[Collected data entries]
- Opening Delimiter -

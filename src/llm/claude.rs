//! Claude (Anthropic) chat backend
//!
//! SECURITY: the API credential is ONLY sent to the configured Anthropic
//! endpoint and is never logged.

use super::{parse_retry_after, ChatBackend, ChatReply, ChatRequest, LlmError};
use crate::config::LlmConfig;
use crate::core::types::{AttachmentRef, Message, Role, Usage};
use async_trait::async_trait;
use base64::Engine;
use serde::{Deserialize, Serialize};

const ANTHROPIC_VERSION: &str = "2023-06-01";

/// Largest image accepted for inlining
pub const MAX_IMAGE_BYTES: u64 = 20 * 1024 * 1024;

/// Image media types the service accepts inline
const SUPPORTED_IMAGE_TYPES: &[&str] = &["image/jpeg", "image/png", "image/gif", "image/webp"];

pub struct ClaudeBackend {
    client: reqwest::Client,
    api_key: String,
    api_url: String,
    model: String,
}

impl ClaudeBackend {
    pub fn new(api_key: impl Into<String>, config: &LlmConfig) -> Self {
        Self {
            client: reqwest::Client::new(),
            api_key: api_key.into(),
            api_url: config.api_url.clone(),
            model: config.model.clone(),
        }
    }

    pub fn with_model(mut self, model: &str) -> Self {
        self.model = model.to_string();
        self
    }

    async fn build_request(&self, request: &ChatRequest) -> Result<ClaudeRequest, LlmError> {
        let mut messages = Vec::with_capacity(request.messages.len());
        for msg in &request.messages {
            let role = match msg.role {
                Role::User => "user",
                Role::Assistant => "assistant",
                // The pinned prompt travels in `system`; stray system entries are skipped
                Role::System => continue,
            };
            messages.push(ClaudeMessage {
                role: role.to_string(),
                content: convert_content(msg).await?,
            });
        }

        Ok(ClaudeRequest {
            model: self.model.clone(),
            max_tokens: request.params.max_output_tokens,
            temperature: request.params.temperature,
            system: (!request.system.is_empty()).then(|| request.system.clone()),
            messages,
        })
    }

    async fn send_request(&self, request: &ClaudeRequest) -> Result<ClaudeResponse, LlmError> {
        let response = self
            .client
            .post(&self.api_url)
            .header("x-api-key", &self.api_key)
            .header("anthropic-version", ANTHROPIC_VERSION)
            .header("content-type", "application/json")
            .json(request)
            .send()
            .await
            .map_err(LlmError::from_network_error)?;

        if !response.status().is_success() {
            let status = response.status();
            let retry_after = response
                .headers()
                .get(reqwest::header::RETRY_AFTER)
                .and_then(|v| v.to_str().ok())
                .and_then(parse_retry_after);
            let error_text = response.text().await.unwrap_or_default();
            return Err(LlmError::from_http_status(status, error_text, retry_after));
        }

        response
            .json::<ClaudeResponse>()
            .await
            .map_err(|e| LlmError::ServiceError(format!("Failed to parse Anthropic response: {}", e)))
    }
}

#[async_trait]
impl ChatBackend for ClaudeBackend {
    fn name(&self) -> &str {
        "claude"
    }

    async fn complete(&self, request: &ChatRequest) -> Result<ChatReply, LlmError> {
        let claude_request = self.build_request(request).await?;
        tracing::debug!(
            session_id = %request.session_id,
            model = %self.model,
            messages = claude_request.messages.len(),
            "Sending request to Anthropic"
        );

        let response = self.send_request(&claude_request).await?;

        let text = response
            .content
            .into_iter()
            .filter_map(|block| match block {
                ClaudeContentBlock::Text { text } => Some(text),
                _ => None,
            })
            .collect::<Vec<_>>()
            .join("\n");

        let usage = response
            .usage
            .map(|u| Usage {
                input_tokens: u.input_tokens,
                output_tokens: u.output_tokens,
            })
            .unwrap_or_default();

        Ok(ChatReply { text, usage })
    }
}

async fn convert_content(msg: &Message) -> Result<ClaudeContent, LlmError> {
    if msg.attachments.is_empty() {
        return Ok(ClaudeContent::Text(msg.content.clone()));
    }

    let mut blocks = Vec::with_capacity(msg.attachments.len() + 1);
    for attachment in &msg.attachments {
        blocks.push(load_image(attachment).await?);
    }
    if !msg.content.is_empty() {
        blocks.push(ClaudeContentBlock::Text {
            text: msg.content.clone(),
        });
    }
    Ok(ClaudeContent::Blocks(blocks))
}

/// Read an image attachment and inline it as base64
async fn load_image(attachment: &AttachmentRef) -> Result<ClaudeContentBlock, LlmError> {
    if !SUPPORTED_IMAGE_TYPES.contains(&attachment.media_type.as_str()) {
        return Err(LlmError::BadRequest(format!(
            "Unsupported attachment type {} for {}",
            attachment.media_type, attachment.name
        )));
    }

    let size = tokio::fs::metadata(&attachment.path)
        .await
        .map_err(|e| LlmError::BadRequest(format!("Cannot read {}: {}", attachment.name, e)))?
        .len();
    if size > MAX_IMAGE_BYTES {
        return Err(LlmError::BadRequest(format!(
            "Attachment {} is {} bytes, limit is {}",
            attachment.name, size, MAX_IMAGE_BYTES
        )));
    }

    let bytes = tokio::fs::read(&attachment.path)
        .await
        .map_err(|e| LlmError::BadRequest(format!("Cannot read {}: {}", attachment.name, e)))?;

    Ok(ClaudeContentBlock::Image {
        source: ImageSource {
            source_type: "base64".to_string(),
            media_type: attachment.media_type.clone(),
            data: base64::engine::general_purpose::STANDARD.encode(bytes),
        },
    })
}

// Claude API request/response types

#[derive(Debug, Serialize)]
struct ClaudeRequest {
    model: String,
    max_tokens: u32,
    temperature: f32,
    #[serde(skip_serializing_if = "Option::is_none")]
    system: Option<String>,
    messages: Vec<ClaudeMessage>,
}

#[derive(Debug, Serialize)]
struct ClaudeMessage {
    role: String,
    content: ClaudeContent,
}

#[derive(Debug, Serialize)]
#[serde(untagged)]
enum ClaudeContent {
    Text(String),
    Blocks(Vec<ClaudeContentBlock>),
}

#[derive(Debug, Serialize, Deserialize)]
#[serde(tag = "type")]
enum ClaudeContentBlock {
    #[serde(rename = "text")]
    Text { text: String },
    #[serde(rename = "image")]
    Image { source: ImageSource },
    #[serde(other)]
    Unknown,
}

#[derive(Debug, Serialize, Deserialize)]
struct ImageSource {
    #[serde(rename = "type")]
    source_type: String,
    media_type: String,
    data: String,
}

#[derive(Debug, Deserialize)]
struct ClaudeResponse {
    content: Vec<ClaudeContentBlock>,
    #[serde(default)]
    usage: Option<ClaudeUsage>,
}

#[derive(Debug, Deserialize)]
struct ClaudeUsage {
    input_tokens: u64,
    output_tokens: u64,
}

- Closing Delimiter -

→ Work to be completed
Starting from the first line of the records above, retype each line exactly up to and including the one that contains "const ANTHROPIC_VERSION: &str", and nothing more.

→ Final answer
filename src/llm/claude.rs
//! Claude (Anthropic) chat backend
//!
//! SECURITY: the API credential is ONLY sent to the configured Anthropic
//! endpoint and is never logged.

use super::{parse_retry_after, ChatBackend, ChatReply, ChatRequest, LlmError};
use crate::config::LlmConfig;
use crate::core::types::{AttachmentRef, Message, Role, Usage};
use async_trait::async_trait;
use base64::Engine;
use serde::{Deserialize, Serialize};

const ANTHROPIC_VERSION: &str = "2023-06-01";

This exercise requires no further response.